%%

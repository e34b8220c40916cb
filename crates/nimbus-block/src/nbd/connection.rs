//! NBD connection handler
//!
//! Drives one client through the fixed newstyle handshake, the option
//! loop and the transmission phase against a [`DeviceIo`]. A failed
//! request is answered with its errno and the connection keeps
//! serving; only socket errors and a client disconnect end the loop.

use std::sync::Arc;

use bytes::{BufMut, BytesMut};
use tokio::io::{AsyncReadExt, AsyncWriteExt};
use tokio::net::TcpStream;
use tracing::{debug, info, trace, warn};

use super::{
    ClientFlags, ExportInfo, HandshakeFlags, NBD_INIT_MAGIC, NBD_OPTS_MAGIC, NBD_REP_MAGIC,
    NbdCommand, NbdOption, NbdOptionReply, NbdReply, NbdRequest,
};
use crate::device::DeviceIo;
use crate::error::{BlockError, BlockResult, NbdErrno};

/// Largest request payload the server accepts
const MAX_REQUEST_SIZE: u32 = 32 * 1024 * 1024;

/// Handler for a single NBD client connection
pub struct NbdConnection {
    stream: TcpStream,
    client_flags: ClientFlags,
}

/// Outcome of one negotiation option
enum Negotiation {
    Continue,
    Transmit,
    Abort,
}

impl NbdConnection {
    /// Wrap an accepted stream
    pub fn new(stream: TcpStream) -> Self {
        Self {
            stream,
            client_flags: ClientFlags::new(0),
        }
    }

    /// Serve the connection until the client disconnects
    pub async fn run<D: DeviceIo>(mut self, export: &ExportInfo, device: Arc<D>) -> BlockResult<()> {
        self.send_greeting().await?;

        let flags = self.stream.read_u32().await?;
        self.client_flags = ClientFlags::new(flags);
        debug!(flags, "received client flags");

        loop {
            match self.handle_option(export).await? {
                Negotiation::Continue => continue,
                Negotiation::Abort => {
                    debug!("client aborted negotiation");
                    return Ok(());
                }
                Negotiation::Transmit => break,
            }
        }

        info!(export = %export.name, "entering transmission phase");
        self.transmission_loop(export, device).await
    }

    async fn send_greeting(&mut self) -> BlockResult<()> {
        let mut buf = BytesMut::with_capacity(18);
        buf.put_u64(NBD_INIT_MAGIC);
        buf.put_u64(NBD_OPTS_MAGIC);
        buf.put_u16(HandshakeFlags::announced().bits());

        self.stream.write_all(&buf).await?;
        self.stream.flush().await?;
        Ok(())
    }

    async fn handle_option(&mut self, export: &ExportInfo) -> BlockResult<Negotiation> {
        let magic = self.stream.read_u64().await?;
        if magic != NBD_OPTS_MAGIC {
            return Err(BlockError::Protocol(format!(
                "bad option magic {:016x}",
                magic
            )));
        }

        let option_code = self.stream.read_u32().await?;
        let data_len = self.stream.read_u32().await?;
        let mut data = vec![0u8; data_len as usize];
        if data_len > 0 {
            self.stream.read_exact(&mut data).await?;
        }
        trace!(option = option_code, data_len, "received option");

        match NbdOption::try_from(option_code) {
            Ok(NbdOption::ExportName) => {
                let name = String::from_utf8_lossy(&data).to_string();
                if !self.names_export(&name, export) {
                    // The oldstyle path has no error reply; drop the client.
                    return Err(BlockError::Protocol(format!("unknown export {:?}", name)));
                }
                self.send_export_block(export).await?;
                Ok(Negotiation::Transmit)
            }
            Ok(NbdOption::Abort) => {
                self.send_option_reply(option_code, NbdOptionReply::Ack, &[])
                    .await?;
                Ok(Negotiation::Abort)
            }
            Ok(NbdOption::List) => {
                let name = export.name.as_bytes();
                let mut body = BytesMut::with_capacity(4 + name.len());
                body.put_u32(name.len() as u32);
                body.put_slice(name);
                self.send_option_reply(option_code, NbdOptionReply::Server, &body)
                    .await?;
                self.send_option_reply(option_code, NbdOptionReply::Ack, &[])
                    .await?;
                Ok(Negotiation::Continue)
            }
            Ok(NbdOption::Info) => {
                self.describe_export(option_code, &data, export).await?;
                Ok(Negotiation::Continue)
            }
            Ok(NbdOption::Go) => {
                if self.describe_export(option_code, &data, export).await? {
                    Ok(Negotiation::Transmit)
                } else {
                    Ok(Negotiation::Continue)
                }
            }
            Err(_) => {
                self.send_option_reply(option_code, NbdOptionReply::ErrUnsup, &[])
                    .await?;
                Ok(Negotiation::Continue)
            }
        }
    }

    /// An empty requested name selects the default (only) export
    fn names_export(&self, requested: &str, export: &ExportInfo) -> bool {
        requested.is_empty() || requested == export.name
    }

    /// Oldstyle export info: size, flags, optional zero pad
    async fn send_export_block(&mut self, export: &ExportInfo) -> BlockResult<()> {
        let mut buf = BytesMut::with_capacity(134);
        buf.put_u64(export.size);
        buf.put_u16(export.flags.bits());
        if !self.client_flags.no_zeroes() {
            buf.put_bytes(0, 124);
        }

        self.stream.write_all(&buf).await?;
        self.stream.flush().await?;
        Ok(())
    }

    /// Info/Go reply sequence; returns whether the export matched
    async fn describe_export(
        &mut self,
        option: u32,
        data: &[u8],
        export: &ExportInfo,
    ) -> BlockResult<bool> {
        // Option payload: u32 name length, name, u16 info-request count.
        let name = if data.len() >= 4 {
            let name_len = u32::from_be_bytes([data[0], data[1], data[2], data[3]]) as usize;
            String::from_utf8_lossy(data.get(4..4 + name_len).unwrap_or_default()).to_string()
        } else {
            String::new()
        };

        if !self.names_export(&name, export) {
            self.send_option_reply(option, NbdOptionReply::ErrUnknown, &[])
                .await?;
            return Ok(false);
        }

        // NBD_INFO_EXPORT
        let mut body = BytesMut::with_capacity(12);
        body.put_u16(0);
        body.put_u64(export.size);
        body.put_u16(export.flags.bits());
        self.send_option_reply(option, NbdOptionReply::Info, &body)
            .await?;

        // NBD_INFO_BLOCK_SIZE: minimum, preferred, maximum
        let mut body = BytesMut::with_capacity(14);
        body.put_u16(3);
        body.put_u32(1);
        body.put_u32(export.preferred_block_size);
        body.put_u32(MAX_REQUEST_SIZE);
        self.send_option_reply(option, NbdOptionReply::Info, &body)
            .await?;

        self.send_option_reply(option, NbdOptionReply::Ack, &[])
            .await?;
        Ok(true)
    }

    async fn send_option_reply(
        &mut self,
        option: u32,
        reply: NbdOptionReply,
        data: &[u8],
    ) -> BlockResult<()> {
        let mut buf = BytesMut::with_capacity(20 + data.len());
        buf.put_u64(NBD_REP_MAGIC);
        buf.put_u32(option);
        buf.put_u32(reply as u32);
        buf.put_u32(data.len() as u32);
        buf.put_slice(data);

        self.stream.write_all(&buf).await?;
        self.stream.flush().await?;
        Ok(())
    }

    async fn transmission_loop<D: DeviceIo>(
        &mut self,
        export: &ExportInfo,
        device: Arc<D>,
    ) -> BlockResult<()> {
        let mut header = [0u8; NbdRequest::SIZE];

        loop {
            match self.stream.read_exact(&mut header).await {
                Ok(_) => {}
                Err(e) if e.kind() == std::io::ErrorKind::UnexpectedEof => {
                    debug!("client disconnected");
                    return Ok(());
                }
                Err(e) => return Err(e.into()),
            }

            let request = NbdRequest::parse(&header)?;
            trace!(
                command = ?request.command,
                offset = request.offset,
                length = request.length,
                "request"
            );

            match self.handle_command(&request, export, &device).await {
                Ok(true) => continue,
                Ok(false) => {
                    debug!("client requested disconnect");
                    return Ok(());
                }
                Err(e) => {
                    warn!(command = ?request.command, error = %e, "request failed");
                    self.send_reply(request.handle, e.to_nbd_errno()).await?;
                }
            }
        }
    }

    /// Serve one request; `Ok(false)` ends the connection
    async fn handle_command<D: DeviceIo>(
        &mut self,
        request: &NbdRequest,
        export: &ExportInfo,
        device: &Arc<D>,
    ) -> BlockResult<bool> {
        match request.command {
            NbdCommand::Read => {
                self.check_length(request)?;
                let data = device.read(request.offset, request.length).await?;

                let mut buf = BytesMut::with_capacity(NbdReply::SIZE + data.len());
                NbdReply::ok(request.handle).encode(&mut buf);
                buf.put_slice(&data);
                self.stream.write_all(&buf).await?;
                Ok(true)
            }
            NbdCommand::Write => {
                // Validate the client-supplied length before sizing a
                // buffer from it. The payload must still leave the
                // socket so the stream stays framed, so an oversized
                // one is drained in bounded chunks.
                if let Err(e) = self.check_length(request) {
                    self.drain(request.length as u64).await?;
                    return Err(e);
                }
                let mut data = vec![0u8; request.length as usize];
                self.stream.read_exact(&mut data).await?;

                device.write(request.offset, &data).await?;
                if request.flags.has_fua() {
                    device.flush().await?;
                }
                self.send_reply(request.handle, NbdErrno::Ok).await?;
                Ok(true)
            }
            NbdCommand::Disc => Ok(false),
            NbdCommand::Flush => {
                device.flush().await?;
                self.send_reply(request.handle, NbdErrno::Ok).await?;
                Ok(true)
            }
            NbdCommand::WriteZeroes => {
                self.check_length(request)?;
                let zeros = vec![0u8; request.length as usize];
                device.write(request.offset, &zeros).await?;
                if request.flags.has_fua() {
                    device.flush().await?;
                }
                self.send_reply(request.handle, NbdErrno::Ok).await?;
                Ok(true)
            }
            // Trim is advisory; the store keeps its objects.
            NbdCommand::Trim | NbdCommand::Cache => {
                self.send_reply(request.handle, NbdErrno::Ok).await?;
                Ok(true)
            }
        }
    }

    fn check_length(&self, request: &NbdRequest) -> BlockResult<()> {
        if request.length > MAX_REQUEST_SIZE {
            return Err(BlockError::Protocol(format!(
                "request length {} over limit",
                request.length
            )));
        }
        Ok(())
    }

    /// Discard `remaining` payload bytes without buffering them
    async fn drain(&mut self, mut remaining: u64) -> BlockResult<()> {
        let mut scratch = [0u8; 8192];
        while remaining > 0 {
            let n = remaining.min(scratch.len() as u64) as usize;
            self.stream.read_exact(&mut scratch[..n]).await?;
            remaining -= n as u64;
        }
        Ok(())
    }

    async fn send_reply(&mut self, handle: u64, errno: NbdErrno) -> BlockResult<()> {
        let mut buf = BytesMut::with_capacity(NbdReply::SIZE);
        NbdReply::new(handle, errno).encode(&mut buf);
        self.stream.write_all(&buf).await?;
        Ok(())
    }
}

#[cfg(test)]
mod tests {
    use super::*;
    use async_trait::async_trait;
    use bytes::Bytes;
    use std::sync::atomic::{AtomicU64, Ordering};

    /// Device stub over a plain byte vector
    struct VecDevice {
        data: parking_lot::RwLock<Vec<u8>>,
        flushes: AtomicU64,
    }

    impl VecDevice {
        fn new(size: usize) -> Self {
            Self {
                data: parking_lot::RwLock::new(vec![0u8; size]),
                flushes: AtomicU64::new(0),
            }
        }
    }

    #[async_trait]
    impl DeviceIo for VecDevice {
        fn size(&self) -> u64 {
            self.data.read().len() as u64
        }

        async fn read(&self, offset: u64, length: u32) -> BlockResult<Bytes> {
            let data = self.data.read();
            let start = offset as usize;
            let end = start + length as usize;
            if end > data.len() {
                return Err(BlockError::OutOfBounds {
                    offset,
                    length: length as u64,
                    size: data.len() as u64,
                });
            }
            Ok(Bytes::copy_from_slice(&data[start..end]))
        }

        async fn write(&self, offset: u64, data: &[u8]) -> BlockResult<()> {
            let mut stored = self.data.write();
            let start = offset as usize;
            let end = start + data.len();
            if end > stored.len() {
                return Err(BlockError::OutOfBounds {
                    offset,
                    length: data.len() as u64,
                    size: stored.len() as u64,
                });
            }
            stored[start..end].copy_from_slice(data);
            Ok(())
        }

        async fn flush(&self) -> BlockResult<()> {
            self.flushes.fetch_add(1, Ordering::Relaxed);
            Ok(())
        }
    }

    #[tokio::test]
    async fn device_stub_round_trips() {
        let device = VecDevice::new(256);
        device.write(10, b"abc").await.unwrap();
        assert_eq!(&device.read(10, 3).await.unwrap()[..], b"abc");
    }

    #[tokio::test]
    async fn device_stub_rejects_overruns() {
        let device = VecDevice::new(16);
        assert!(device.read(10, 100).await.is_err());
        assert!(device.write(10, &[0u8; 100]).await.is_err());
    }

    #[tokio::test]
    async fn flush_counts_accumulate() {
        let device = VecDevice::new(16);
        device.flush().await.unwrap();
        device.flush().await.unwrap();
        assert_eq!(device.flushes.load(Ordering::Relaxed), 2);
    }
}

%%

• [What is expected]:
Across all the records above, find each line with "RwLock" in it and copy it.

• [Result]:
        data: parking_lot::RwLock<Vec<u8>>,
                data: parking_lot::RwLock::new(vec![0u8; size]),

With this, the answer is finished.